Did you hear? If not, just step outside into a community of market participants and somebody will be shouting it from a rooftop. Roosters perched on rows of Toll Brothers homes which, despite being built-to-order, are nevertheless uninteresting: “The stock-bond correlation turned negative again last month! It’s still negative!” (“Honey, come down off the roof, ok? You’ve got a Zoom meeting in 10 minutes.”)
The financial media, which lives in the spec-built Toll Brothers community down the road (if you have a C-Class Mercedes and you didn’t pick up on the condescending tone from the salesperson at the dealership, you’ll love a Toll Brothers “quick move-in”), can hear all the crowing.
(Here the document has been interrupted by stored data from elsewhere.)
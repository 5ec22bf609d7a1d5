// This Source Code Form is subject to the terms of the Mozilla Public
// License, v. 2.0. If a copy of the MPL was not distributed with this
// file, You can obtain one at https://mozilla.org/MPL/2.0/.

//! Contour extraction and polygon moments

use crate::types::Point2D;
use image::GrayImage;
use imageproc::contours::{find_contours, BorderType};
use imageproc::point::Point;

/// Outermost contours of the white regions in a binary mask
///
/// Contours nested inside holes of other regions are skipped. Order follows
/// the raster scan in which borders are discovered.
pub fn external_contours(mask: &GrayImage) -> Vec<Vec<Point<i32>>> {
    find_contours::<i32>(mask)
        .into_iter()
        .filter(|c| c.parent.is_none() && c.border_type == BorderType::Outer)
        .map(|c| c.points)
        .collect()
}

/// Spatial moments of a closed polygon (Green's theorem)
#[derive(Debug, Clone, Copy, PartialEq, Default)]
pub struct Moments {
    pub m00: f64,
    pub m10: f64,
    pub m01: f64,
}

impl Moments {
    /// Centroid `(m10 / m00, m01 / m00)`; `None` for zero-area polygons
    pub fn centroid(&self) -> Option<Point2D> {
        if self.m00 == 0.0 {
            return None;
        }
        Some(Point2D::new(self.m10 / self.m00, self.m01 / self.m00))
    }
}

/// Polygon moments of a contour, treating its points as vertices
pub fn contour_moments(points: &[Point<i32>]) -> Moments {
    let n = points.len();
    if n < 3 {
        return Moments::default();
    }

    let mut a = 0.0;
    let mut sx = 0.0;
    let mut sy = 0.0;
    for i in 0..n {
        let j = (i + 1) % n;
        let (xi, yi) = (points[i].x as f64, points[i].y as f64);
        let (xj, yj) = (points[j].x as f64, points[j].y as f64);
        let cross = xi * yj - xj * yi;
        a += cross;
        sx += (xi + xj) * cross;
        sy += (yi + yj) * cross;
    }

    Moments {
        m00: a / 2.0,
        m10: sx / 6.0,
        m01: sy / 6.0,
    }
}

/// Unsigned polygon area enclosed by the contour (shoelace formula)
pub fn contour_area(points: &[Point<i32>]) -> f64 {
    contour_moments(points).m00.abs()
}

#[cfg(test)]
mod tests {
    use super::*;
    use approx::assert_relative_eq;
    use image::Luma;

    fn square(x0: i32, y0: i32, x1: i32, y1: i32) -> Vec<Point<i32>> {
        vec![
            Point::new(x0, y0),
            Point::new(x1, y0),
            Point::new(x1, y1),
            Point::new(x0, y1),
        ]
    }

    #[test]
    fn test_contour_area() {
        assert_relative_eq!(contour_area(&square(0, 0, 10, 10)), 100.0);
        // Orientation does not matter
        let mut reversed = square(0, 0, 10, 10);
        reversed.reverse();
        assert_relative_eq!(contour_area(&reversed), 100.0);
    }

    #[test]
    fn test_centroid() {
        let centroid = contour_moments(&square(10, 20, 30, 60)).centroid().unwrap();
        assert_relative_eq!(centroid.x, 20.0);
        assert_relative_eq!(centroid.y, 40.0);
    }

    #[test]
    fn test_degenerate_contour_has_no_centroid() {
        let line = vec![Point::new(0, 0), Point::new(5, 0), Point::new(10, 0)];
        assert!(contour_moments(&line).centroid().is_none());
        assert!(contour_moments(&[Point::new(1, 1)]).centroid().is_none());
    }

    #[test]
    fn test_external_contours_skip_nested_regions() {
        // White frame with a white island inside its hole
        let mut mask = GrayImage::new(30, 30);
        for y in 2..28 {
            for x in 2..28 {
                let on_frame = x < 5 || x >= 25 || y < 5 || y >= 25;
                let on_island = (12..18).contains(&x) && (12..18).contains(&y);
                if on_frame || on_island {
                    mask.put_pixel(x, y, Luma([255]));
                }
            }
        }

        let contours = external_contours(&mask);
        assert_eq!(contours.len(), 1);
        assert_relative_eq!(contour_area(&contours[0]), 25.0 * 25.0);
    }
}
And do you know what it sounds like? Clicks, that’s what.
Witness “Goldman Joins Wall Street Peers Flagging Rates Risk for Stocks,” a superfluous filler piece published by the good folks over at Bloomberg on Tuesday. The relevant Goldman note was actually just this week’s “GOAL Kickstart” — it’s a weekly piece that comes out on Mondays. There’s a short editorial and then two dozen pages of charts.
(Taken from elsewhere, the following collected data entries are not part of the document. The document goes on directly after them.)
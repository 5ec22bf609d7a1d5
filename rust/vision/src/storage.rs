// This Source Code Form is subject to the terms of the Mozilla Public
// License, v. 2.0. If a copy of the MPL was not distributed with this
// file, You can obtain one at https://mozilla.org/MPL/2.0/.

//! Directory helpers for image collections

use crate::error::Result;
use image::RgbImage;
use std::fs;
use std::path::{Path, PathBuf};

const IMAGE_EXTENSIONS: [&str; 3] = ["png", "jpg", "jpeg"];

/// True for `.png`, `.jpg` and `.jpeg`, case-insensitive
pub fn is_image_file(path: &Path) -> bool {
    path.extension()
        .and_then(|ext| ext.to_str())
        .map(|ext| {
            IMAGE_EXTENSIONS
                .iter()
                .any(|known| ext.eq_ignore_ascii_case(known))
        })
        .unwrap_or(false)
}

/// Image files directly inside `dir`, sorted by file name
///
/// A missing directory is an empty collection.
pub fn list_images(dir: &Path) -> Result<Vec<PathBuf>> {
    if !dir.exists() {
        return Ok(Vec::new());
    }

    let mut paths = Vec::new();
    for entry in fs::read_dir(dir)? {
        let path = entry?.path();
        if path.is_file() && is_image_file(&path) {
            paths.push(path);
        }
    }
    paths.sort_by(|a, b| a.file_name().cmp(&b.file_name()));
    Ok(paths)
}

/// Create `dir` if needed and remove every image file in it
///
/// Returns the number of files removed. Non-image files are left alone.
pub fn clear_images(dir: &Path) -> Result<usize> {
    fs::create_dir_all(dir)?;
    let stale = list_images(dir)?;
    for path in &stale {
        fs::remove_file(path)?;
    }
    Ok(stale.len())
}

pub fn load_rgb(path: &Path) -> Result<RgbImage> {
    Ok(image::open(path)?.to_rgb8())
}

/// File name as a string, lossy for non-UTF-8 names
pub fn file_name(path: &Path) -> String {
    path.file_name()
        .map(|name| name.to_string_lossy().into_owned())
        .unwrap_or_default()
}
// This Source Code Form is subject to the terms of the Mozilla Public
// License, v. 2.0. If a copy of the MPL was not distributed with this
// file, You can obtain one at https://mozilla.org/MPL/2.0/.

//! End-to-end run: generate, render, curate, rank, derive first floors

use crate::config::PipelineConfig;
use crate::curation::{curate_directory, CurationReport};
use crate::error::{Result, VisionError};
use crate::ranking::{select_connected_plans, RankedPlan};
use crate::render::render_layout;
use crate::storage::clear_images;
use floorgen_layout::{apply_approach, generate_base_layout, Approach, Layout, LayoutError};
use rand::Rng;
use rustc_hash::FxHashMap;
use serde::Serialize;
use std::fs;

/// One rendered first-floor variant
#[derive(Debug, Clone, Serialize)]
pub struct FirstFloorOutput {
    pub approach: u8,
    pub file: String,
    pub rooms: Vec<String>,
}

/// Summary written to `report.json`
#[derive(Debug, Clone, Default, Serialize)]
pub struct PipelineReport {
    pub generated: Vec<String>,
    pub failed_plans: usize,
    pub curation: CurationReport,
    pub ranking: Vec<RankedPlan>,
    pub chosen_plan: Option<String>,
    pub first_floor: Vec<FirstFloorOutput>,
}

/// Run every stage in order and write the report
pub fn run_pipeline<R: Rng + ?Sized>(
    config: &PipelineConfig,
    rng: &mut R,
) -> Result<PipelineReport> {
    let bounds = config.generator.bounds()?;
    let mut report = PipelineReport::default();

    // Stage 1: base layouts
    let output = config.output_dir();
    clear_images(&output)?;
    let mut layouts: FxHashMap<String, Layout> = FxHashMap::default();
    for i in 1..=config.plan_count {
        let layout = match generate_base_layout(&config.generator, rng) {
            Ok(layout) => layout,
            Err(err @ LayoutError::PlacementFailed { .. }) => {
                tracing::warn!(plan = i, error = %err, "Skipping plan");
                report.failed_plans += 1;
                continue;
            }
            Err(err) => return Err(err.into()),
        };
        let name = format!("floorplan_{i}.png");
        render_layout(&layout, bounds, &config.render).save(output.join(&name))?;
        report.generated.push(name.clone());
        layouts.insert(name, layout);
    }
    tracing::info!(
        generated = report.generated.len(),
        failed = report.failed_plans,
        "Base layouts rendered"
    );

    // Stage 2: curation
    report.curation = curate_directory(
        &output,
        &config.curated_dir(),
        &config.detection,
        &config.curation,
    )?;

    // Stage 3: connected-plan ranking
    report.ranking = select_connected_plans(
        &config.curated_dir(),
        &config.perfect_dir(),
        &config.detection,
        &config.ranking,
    )?;

    // Stage 4: first floor from the chosen plan
    let first_floor_dir = config.first_floor_dir();
    clear_images(&first_floor_dir)?;

    if report.ranking.is_empty() {
        tracing::warn!("No connected plan available, skipping first floor");
    } else {
        let chosen = report
            .ranking
            .get(config.plan_index.wrapping_sub(1))
            .ok_or(VisionError::PlanOutOfRange {
                requested: config.plan_index,
                available: report.ranking.len(),
            })?
            .name
            .clone();

        match layouts.get(&chosen) {
            Some(base) => {
                for approach in Approach::ALL {
                    let plan = apply_approach(base, bounds, approach, &config.carve, rng)?;
                    let file = format!("first_floor_plan_approach{}.png", approach.number());
                    render_layout(&plan, bounds, &config.render)
                        .save(first_floor_dir.join(&file))?;
                    report.first_floor.push(FirstFloorOutput {
                        approach: approach.number(),
                        file,
                        rooms: plan.ids().map(|id| id.to_string()).collect(),
                    });
                }
            }
            None => tracing::warn!(plan = %chosen, "Ranked plan has no layout in this run"),
        }
        report.chosen_plan = Some(chosen);
    }

    // Stage 5: report
    fs::write(config.report_path(), serde_json::to_string_pretty(&report)?)?;
    tracing::info!(report = %config.report_path().display(), "Pipeline complete");
    Ok(report)
}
The problem right now for stocks (as it relates to rates) is twofold. First, a rapid, reals-led bond selloff is a kind of worst-case scenario for inflated multiples, which is to say the last thing you want in an equity rally driven entirely by valuation expansion is a rapid rise in reals. Second, the bear steepener is a problem in its current incarnation. In addition to being weird (it’s probably late-cycle), it’s also being driven by policy and fiscal concerns, alongside a higher term premium. That could be ominous.
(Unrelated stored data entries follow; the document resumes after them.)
// This Source Code Form is subject to the terms of the Mozilla Public
// License, v. 2.0. If a copy of the MPL was not distributed with this
// file, You can obtain one at https://mozilla.org/MPL/2.0/.

//! Selection and labeling of the curated image set
//!
//! Detection records are split by how many target regions were found. Images
//! with exactly one region are preferred and get a text label at the region
//! centroid; ambiguous ones only pad the set up to the minimum goal.

use crate::error::Result;
use crate::region_detector::detect_living_rooms;
use crate::storage::{clear_images, file_name, list_images, load_rgb};
use crate::types::{CurationConfig, DetectionConfig, DetectionRecord, LabelStyle, Point2D};
use ab_glyph::{FontArc, FontVec};
use image::{Rgb, RgbImage};
use imageproc::drawing::{draw_filled_rect_mut, draw_hollow_rect_mut, draw_text_mut};
use imageproc::rect::Rect;
use serde::Serialize;
use std::fs;
use std::path::Path;

/// Which side of the split a record landed on
#[derive(Debug, Clone, Copy, PartialEq, Eq, Serialize)]
#[serde(rename_all = "snake_case")]
pub enum Partition {
    ExactlyOne,
    Other,
}

impl Partition {
    pub fn of(record: &DetectionRecord) -> Self {
        if record.centroids.len() == 1 {
            Partition::ExactlyOne
        } else {
            Partition::Other
        }
    }
}

/// One selected image
#[derive(Debug, Clone)]
pub struct CuratedEntry {
    pub record: DetectionRecord,
    pub partition: Partition,
}

impl CuratedEntry {
    /// Where the label goes, only for single-region images
    pub fn label_anchor(&self) -> Option<Point2D> {
        match self.partition {
            Partition::ExactlyOne => self.record.single_centroid(),
            Partition::Other => None,
        }
    }
}

/// Soft failures of a curation run
#[derive(Debug, Clone, PartialEq, Eq, Serialize)]
#[serde(tag = "kind", rename_all = "snake_case")]
pub enum CurationWarning {
    /// No candidate images at all
    EmptyInput,
    /// Candidates exist but none has exactly one target region
    NoSingleCentroid { candidates: usize },
    /// Fewer images selected than the minimum goal
    BelowGoal { selected: usize, goal: usize },
}

/// Ordered result of the selection policy
#[derive(Debug, Clone, Default)]
pub struct CuratedSet {
    pub entries: Vec<CuratedEntry>,
    pub warnings: Vec<CurationWarning>,
}

impl CuratedSet {
    pub fn len(&self) -> usize {
        self.entries.len()
    }

    pub fn is_empty(&self) -> bool {
        self.entries.is_empty()
    }

    pub fn names(&self) -> Vec<String> {
        self.entries.iter().map(|e| e.record.name.clone()).collect()
    }
}

/// Summary of a directory-level curation run
#[derive(Debug, Clone, Default, Serialize)]
pub struct CurationReport {
    pub scanned: usize,
    pub selected: Vec<String>,
    pub labeled: usize,
    /// Image files that could not be decoded
    pub skipped: Vec<String>,
    pub warnings: Vec<CurationWarning>,
}

/// Choose the curated set from detection records in input order
pub fn select_curated(records: Vec<DetectionRecord>, config: &CurationConfig) -> CuratedSet {
    let mut set = CuratedSet::default();

    if records.is_empty() {
        tracing::warn!("No candidate images to curate");
        set.warnings.push(CurationWarning::EmptyInput);
        return set;
    }

    let total = records.len();
    let (singles, others): (Vec<_>, Vec<_>) = records
        .into_iter()
        .partition(|record| Partition::of(record) == Partition::ExactlyOne);

    tracing::debug!(
        singles = singles.len(),
        others = others.len(),
        "Partitioned detection records"
    );

    if singles.len() >= config.max_selected {
        set.entries = singles
            .into_iter()
            .take(config.max_selected)
            .map(|record| CuratedEntry {
                record,
                partition: Partition::ExactlyOne,
            })
            .collect();
        return set;
    }

    if singles.is_empty() && !config.fallback_to_ambiguous {
        tracing::warn!(
            candidates = total,
            "No image has exactly one living room; nothing is good enough to curate"
        );
        set.warnings
            .push(CurationWarning::NoSingleCentroid { candidates: total });
        return set;
    }

    set.entries.extend(singles.into_iter().map(|record| CuratedEntry {
        record,
        partition: Partition::ExactlyOne,
    }));

    let missing = config.min_goal.saturating_sub(set.entries.len());
    set.entries
        .extend(others.into_iter().take(missing).map(|record| CuratedEntry {
            record,
            partition: Partition::Other,
        }));

    if set.entries.len() < config.min_goal {
        tracing::warn!(
            selected = set.entries.len(),
            goal = config.min_goal,
            "Fewer curated images than the goal"
        );
        set.warnings.push(CurationWarning::BelowGoal {
            selected: set.entries.len(),
            goal: config.min_goal,
        });
    }

    set
}

/// Bundled DejaVu Sans, used when no font path is configured
const DEFAULT_FONT: &[u8] = include_bytes!("../assets/DejaVuSans.ttf");

/// Load the label font
///
/// Without a configured path the bundled font is used. `None` means a
/// configured font could not be read, and a marker is drawn instead.
pub fn load_font(style: &LabelStyle) -> Option<FontArc> {
    let Some(path) = style.font_path.as_ref() else {
        return match FontArc::try_from_slice(DEFAULT_FONT) {
            Ok(font) => Some(font),
            Err(err) => {
                tracing::warn!(error = %err, "Invalid bundled label font");
                None
            }
        };
    };
    let bytes = match fs::read(path) {
        Ok(bytes) => bytes,
        Err(err) => {
            tracing::warn!(path = %path.display(), error = %err, "Cannot read label font");
            return None;
        }
    };
    match FontVec::try_from_vec(bytes) {
        Ok(font) => Some(FontArc::new(font)),
        Err(err) => {
            tracing::warn!(path = %path.display(), error = %err, "Invalid label font");
            None
        }
    }
}

/// Draw the label near `centroid`
///
/// The label origin is the truncated centroid plus the style offset. Without a
/// usable font a small outlined square marks the same spot.
pub fn label_image(
    image: &mut RgbImage,
    centroid: Point2D,
    style: &LabelStyle,
    font: Option<&FontArc>,
) {
    let x = centroid.x as i32 + style.offset_x;
    let y = centroid.y as i32 + style.offset_y;
    let color = Rgb(style.color);

    match font {
        Some(font) => draw_text_mut(image, color, x, y, style.scale, font, &style.text),
        None => {
            tracing::debug!(x, y, "No label font, drawing marker");
            let side = (style.scale / 2.0).max(2.0) as u32;
            draw_filled_rect_mut(image, Rect::at(x, y).of_size(side, side), color);
            draw_hollow_rect_mut(
                image,
                Rect::at(x - 1, y - 1).of_size(side + 2, side + 2),
                Rgb([255, 255, 255]),
            );
        }
    }
}

/// Clear `output` and persist the set, labeling single-region images
///
/// Returns the number of labeled images.
pub fn write_curated(set: &CuratedSet, output: &Path, style: &LabelStyle) -> Result<usize> {
    let removed = clear_images(output)?;
    if removed > 0 {
        tracing::debug!(removed, dir = %output.display(), "Cleared previous output");
    }

    let font = load_font(style);
    let mut labeled = 0;

    for entry in &set.entries {
        let target = output.join(&entry.record.name);
        match entry.label_anchor() {
            Some(centroid) => {
                let mut image = entry.record.image.clone();
                label_image(&mut image, centroid, style, font.as_ref());
                image.save(&target)?;
                labeled += 1;
            }
            None => entry.record.image.save(&target)?,
        }
    }

    Ok(labeled)
}

/// Detect, select and write in one pass over an image directory
///
/// Unreadable images are skipped. When no image can be read at all, `output`
/// is left untouched.
pub fn curate_directory(
    input: &Path,
    output: &Path,
    detection: &DetectionConfig,
    curation: &CurationConfig,
) -> Result<CurationReport> {
    let paths = list_images(input)?;
    let mut records = Vec::with_capacity(paths.len());
    let mut skipped = Vec::new();

    for path in &paths {
        let name = file_name(path);
        let image = match load_rgb(path) {
            Ok(image) => image,
            Err(err) => {
                tracing::warn!(image = %name, error = %err, "Skipping unreadable image");
                skipped.push(name);
                continue;
            }
        };
        let centroids = detect_living_rooms(&image, detection);
        tracing::debug!(image = %name, regions = centroids.len(), "Detected living rooms");
        records.push(DetectionRecord::new(name, image, centroids));
    }

    let readable = records.len();
    let set = select_curated(records, curation);
    let mut report = CurationReport {
        scanned: paths.len(),
        selected: set.names(),
        labeled: 0,
        skipped,
        warnings: set.warnings.clone(),
    };

    if readable == 0 {
        return Ok(report);
    }

    report.labeled = write_curated(&set, output, &curation.label)?;
    tracing::info!(
        scanned = report.scanned,
        selected = report.selected.len(),
        labeled = report.labeled,
        "Curation complete"
    );
    Ok(report)
}
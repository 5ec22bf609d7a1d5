// This Source Code Form is subject to the terms of the Mozilla Public
// License, v. 2.0. If a copy of the MPL was not distributed with this
// file, You can obtain one at https://mozilla.org/MPL/2.0/.

//! Rectangular floor layouts and rule-based first-floor derivation
//!
//! This crate provides:
//! 1. A structured room identifier (`Bedroom_2` = kind + index)
//! 2. An ordered, uniqueness-enforcing `Layout` value type
//! 3. A randomized ground-floor generator
//! 4. Three first-floor derivation approaches, including boundary-aware
//!    balcony carving
//!
//! All random decisions take an explicit `rand::Rng`, so seeded generators
//! reproduce the same layouts.
//!
//! # Usage
//!
//! ```rust,ignore
//! use floorgen_layout::{generate_base_layout, generate_first_floor, CarveConfig, GeneratorConfig};
//! use rand::SeedableRng;
//!
//! let mut rng = rand::rngs::StdRng::seed_from_u64(42);
//! let config = GeneratorConfig::default();
//! let ground = generate_base_layout(&config, &mut rng)?;
//! let first = generate_first_floor(&ground, config.bounds()?, Some(3), &CarveConfig::default(), &mut rng)?;
//! ```

pub mod carving;
pub mod error;
pub mod first_floor;
pub mod generator;
pub mod layout;
pub mod room;
pub mod types;

pub use carving::{carve_balcony, split_strip, CarveConfig, Carved};
pub use error::{LayoutError, Result};
pub use first_floor::{apply_approach, generate_first_floor, Approach};
pub use generator::{generate_base_layout, GeneratorConfig, RoomProgram};
pub use layout::Layout;
pub use room::{RoomId, RoomKind};
pub use types::{FloorBounds, Rect, Side};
“Historically, bear steepening episodes have been mostly ‘risk-on’ due to a rebound in growth, but this time a bear steepening might be less supportive for risky assets with central bank hawkish shifts and larger supply in the driver’s seat,” Goldman’s Andrea Ferrario and Christian Mueller-Glissmann wrote, in the note cited by Bloomberg.
“Already low equity risk premia may further limit the ability of equities to digest further increase in rates — the equity beta to 10-year real rates is now close to 20-year lows (excluding 2020),” they added.
Separately (but relatedly), the bank’s Peter Oppenheimer and Sharon Bell underscored the same general points, while once again calling attention to the (now wholly glaring) disparity between multiples and reals.
“While higher bond yields (from a very low base) were previously associated with better growth and stronger equity returns, the more recent sharp rises in yields are becoming a headwind for equities as better growth expectations had already been priced in,” Oppenheimer and Bell said.
Again, it’s pretty hard to ignore the “jaws” illustrated on the right, above.
“[The] headwind from rising yields should not be a surprise given that equity risk premia have fallen sharply back to pre-pandemic levels, providing much less buffer for equities as rates rise,” Oppenheimer and Bell went on. “Some argue this makes sense,” they added, before offering a word of caution: “However, while nominal and real bond yields are back to pre-financial crisis levels, at least in the US, the P/E remains much higher, and earnings growth much lower.”